Pour M.H. et pour toutes les bonnes personnes…
« L’Instruction » est avant tout un texte de théâtre, c’est-à-dire un texte préparé pour être mis en scène ; une pièce. Cependant, cette caractéristique de l’œuvre n’en fait pas une fiction. Pour créer son travail, l’auteur Peter Weiss a épluché les dossiers judiciaires, mené des recherches approfondies et basé son œuvre sur des données historiques et des témoignages. En bref, nous sommes face à une sorte de documentaire ; ces éléments documentaires offrent une structure qui fait réfléchir les spectateurs et souligne la gravité des événements historiques.
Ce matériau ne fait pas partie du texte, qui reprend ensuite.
//! obp: query JSON with obpath expressions.

use std::path::PathBuf;

use obpc::commands::{run_filter, run_golden, FilterOptions, GoldenConfig};

fn main() {
    obpc::init_tracing();

    let args: Vec<String> = std::env::args().collect();

    if args.len() < 2 {
        print_usage();
        return;
    }

    let command = &args[1];

    match command.as_str() {
        "filter" => {
            let mut options = FilterOptions::default();
            let mut path = None;

            for arg in args.iter().skip(2) {
                if arg == "--batch" {
                    options.batch = true;
                } else if arg == "--stream" {
                    options.batch = false;
                } else if let Some(expression) = arg.strip_prefix("--path=") {
                    path = Some(expression.to_string());
                } else if !arg.starts_with('-') && path.is_none() {
                    path = Some(arg.clone());
                } else {
                    eprintln!("error: unexpected argument '{arg}'");
                    eprintln!("Usage: obp filter <path> [--batch]");
                    std::process::exit(1);
                }
            }

            if let Some(path) = path {
                options.path = path;
            }

            let stdin = std::io::stdin();
            let stdout = std::io::stdout();
            if let Err(e) = run_filter(&options, stdin.lock(), stdout.lock()) {
                eprintln!("error: {e}");
                std::process::exit(1);
            }
        }
        "golden" => {
            let mut config = GoldenConfig::default();

            for arg in args.iter().skip(2) {
                if arg == "--generate" {
                    config.generate = true;
                } else if let Some(file) = arg.strip_prefix("--data=") {
                    config.data = PathBuf::from(file);
                } else if let Some(file) = arg.strip_prefix("--queries=") {
                    config.queries = PathBuf::from(file);
                } else if let Some(file) = arg.strip_prefix("--expected=") {
                    config.expected = PathBuf::from(file);
                } else if let Some(file) = arg.strip_prefix("--errors=") {
                    config.errors = PathBuf::from(file);
                } else {
                    eprintln!("error: unexpected argument '{arg}'");
                    print_golden_usage();
                    std::process::exit(1);
                }
            }

            match run_golden(&config) {
                Ok(report) if config.generate => {
                    println!(
                        "Wrote {} expected results to {}",
                        report.generated,
                        config.expected.display()
                    );
                }
                Ok(report) => {
                    println!(
                        "{} queries passed, {} malformed expressions rejected",
                        report.verified, report.rejected
                    );
                }
                Err(e) => {
                    eprintln!("error: {e}");
                    std::process::exit(1);
                }
            }
        }
        "help" | "--help" | "-h" => {
            print_usage();
        }
        _ => {
            eprintln!("Unknown command: {command}");
            eprintln!();
            print_usage();
            std::process::exit(1);
        }
    }
}

fn print_usage() {
    println!("obp - query JSON documents with path expressions");
    println!();
    println!("Usage: obp <command> [options]");
    println!();
    println!("Commands:");
    println!("  filter <path> [--batch]   Evaluate <path> against each JSON document on stdin");
    println!("  golden [options]          Verify (or regenerate) expected query results");
    println!("  help                      Show this message");
    println!();
    println!("Filter options:");
    println!("  --batch      Print one JSON array of all matches after the input ends");
    println!("  --stream     Print each match as a JSON line as soon as it is found (default)");
    println!();
    println!("Set RUST_LOG (e.g. RUST_LOG=obpath=debug) to log to stderr.");
}

fn print_golden_usage() {
    eprintln!("Usage: obp golden [options]");
    eprintln!();
    eprintln!("Options:");
    eprintln!("  --generate          Regenerate the expected results instead of verifying");
    eprintln!("  --data=<file>       Data document (default: testdata/data.json)");
    eprintln!("  --queries=<file>    [name, path] pairs (default: testdata/queries.json)");
    eprintln!("  --expected=<file>   Expected results (default: testdata/expect.jsonstream)");
    eprintln!("  --errors=<file>     Malformed paths (default: testdata/syntax_errors.json)");
}
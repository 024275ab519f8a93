//! Personnel roster search
//!
//! The query surface behind the name-entry form: filter the member roster
//! by bureau, grade and job, and check whether a member is already placed
//! in a given slot column of the job sheet.

use std::ops::RangeInclusive;

use shiftsheet_core::Grid;

/// Column positions of the member roster sheet
#[derive(Debug, Clone, PartialEq, Eq)]
pub struct MemberColumns {
    /// Column holding the member's bureau
    pub bureau: u16,
    /// Column holding the member's grade
    pub grade: u16,
    /// Column holding the member's display name
    pub name: u16,
    /// Columns holding the member's assignable jobs
    pub jobs: RangeInclusive<u16>,
}

impl Default for MemberColumns {
    fn default() -> Self {
        // Standard roster sheet positions
        Self {
            bureau: 1,
            grade: 3,
            name: 4,
            jobs: 7..=16,
        }
    }
}

/// One member of the personnel roster
#[derive(Debug, Clone, PartialEq, Eq)]
pub struct Member {
    pub bureau: String,
    pub grade: String,
    pub name: String,
    /// Jobs this member can be assigned to
    pub jobs: Vec<String>,
}

/// The personnel roster, read once from a sheet grid
#[derive(Debug, Clone, PartialEq, Eq)]
pub struct MemberDirectory {
    members: Vec<Member>,
}

impl MemberDirectory {
    /// Build a directory from a roster grid; rows without a name are skipped
    pub fn from_grid(grid: &Grid, columns: &MemberColumns) -> Self {
        let mut members = Vec::new();

        for row in 0..grid.rows() {
            let name = grid.get(row, columns.name);
            if name.is_empty() {
                continue;
            }

            let jobs = columns
                .jobs
                .clone()
                .filter(|&col| col < grid.cols())
                .map(|col| grid.get(row, col))
                .filter(|v| !v.is_empty())
                .map(str::to_string)
                .collect();

            members.push(Member {
                bureau: grid.get(row, columns.bureau).to_string(),
                grade: grid.get(row, columns.grade).to_string(),
                name: name.to_string(),
                jobs,
            });
        }

        Self { members }
    }

    /// All members, in roster order
    pub fn members(&self) -> &[Member] {
        &self.members
    }

    /// Members matching a filter, in roster order
    pub fn filter<'a>(&'a self, filter: &MemberFilter) -> Vec<&'a Member> {
        self.members.iter().filter(|m| filter.matches(m)).collect()
    }

    /// Distinct job names of the members matching a filter, in first-seen order
    pub fn job_options(&self, filter: &MemberFilter) -> Vec<String> {
        let mut jobs: Vec<String> = Vec::new();
        for member in self.members.iter().filter(|m| filter.matches(m)) {
            for job in &member.jobs {
                if !jobs.contains(job) {
                    jobs.push(job.clone());
                }
            }
        }
        jobs
    }
}

/// Filter over the member roster; `None` means "all"
#[derive(Debug, Clone, Default, PartialEq, Eq)]
pub struct MemberFilter {
    pub bureau: Option<String>,
    pub grade: Option<String>,
    pub job: Option<String>,
}

impl MemberFilter {
    /// Check a member against the filter
    pub fn matches(&self, member: &Member) -> bool {
        if let Some(bureau) = &self.bureau {
            if bureau != &member.bureau {
                return false;
            }
        }
        if let Some(grade) = &self.grade {
            if grade != &member.grade {
                return false;
            }
        }
        if let Some(job) = &self.job {
            if !member.jobs.iter().any(|j| j == job) {
                return false;
            }
        }
        true
    }
}

/// Check whether `name` already appears anywhere in a slot column of the
/// job grid — the "already placed here" marker next to search results
pub fn is_placed(job_grid: &Grid, slot: u16, name: &str) -> bool {
    if name.is_empty() || slot >= job_grid.cols() {
        return false;
    }
    (0..job_grid.rows()).any(|row| job_grid.get(row, slot) == name)
}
Cette qualité la rend originale et singulière, car elle lui confère le caractère d’une entreprise éthique visant à révéler au monde la vérité de l’Holocauste et à maintenir l’attention des masses. De fait, « L’Instruction » semble avoir atteint ce précieux objectif en étant jouée le même jour en Allemagne de l’Est et de l’Ouest, ainsi qu’en Grande-Bretagne ; les représentations ont réussi à créer une prise de conscience chez les spectateurs, instaurant une atmosphère où les mémoires étaient ravivées et les pertes ressenties dans les cœurs.
La tentative de l’Allemagne de se confronter à son passé de l’Holocauste doit être comprise comme un acte sans fin, une sorte d’« effort collectif » multidimensionnel qui se poursuit encore aujourd’hui. Le lourd fardeau de ce phénomène sinistre et unique s’étend du siècle dernier à nos jours et au-delà, tel une structure colossale qui projette encore son ombre sur toute l’humanité. Par conséquent, il devrait être désormais clair pour tout le monde que cette confrontation n’est pas quelque chose qui peut être achevé ; au contraire, elle exige un effort constant de mémoire. Car cet héritage traumatique représente non seulement le drame de l’Allemagne, mais aussi celui, partagé, de nombreuses sociétés différentes à travers le monde. En conséquence, ce processus de confrontation devient une forme de lutte dans laquelle chacun doit faire preuve de responsabilité et de participation. Pour le dire en une seule phrase : nous sommes face à une réalité multidimensionnelle, qu’il est impossible de rencontrer à nouveau, qui se rappelle à nous, voire s’impose, comme une obligation politique, juridique et morale. Chaque nouvelle génération doit ressentir le poids de ces événements historiques et prendre les mesures nécessaires pour ne pas les oublier ; ainsi, ce souvenir douloureux peut, avec le temps, se transformer en un processus d’apprentissage et acquérir la valeur d’une leçon pour l’humanité. Il ne faut pas oublier que l’histoire n’est pas seulement une époque révolue, mais qu’elle joue également un rôle crucial dans la formation de notre présent ; il est donc nécessaire de poursuivre ces débats et de mener la confrontation avec le passé de manière saine.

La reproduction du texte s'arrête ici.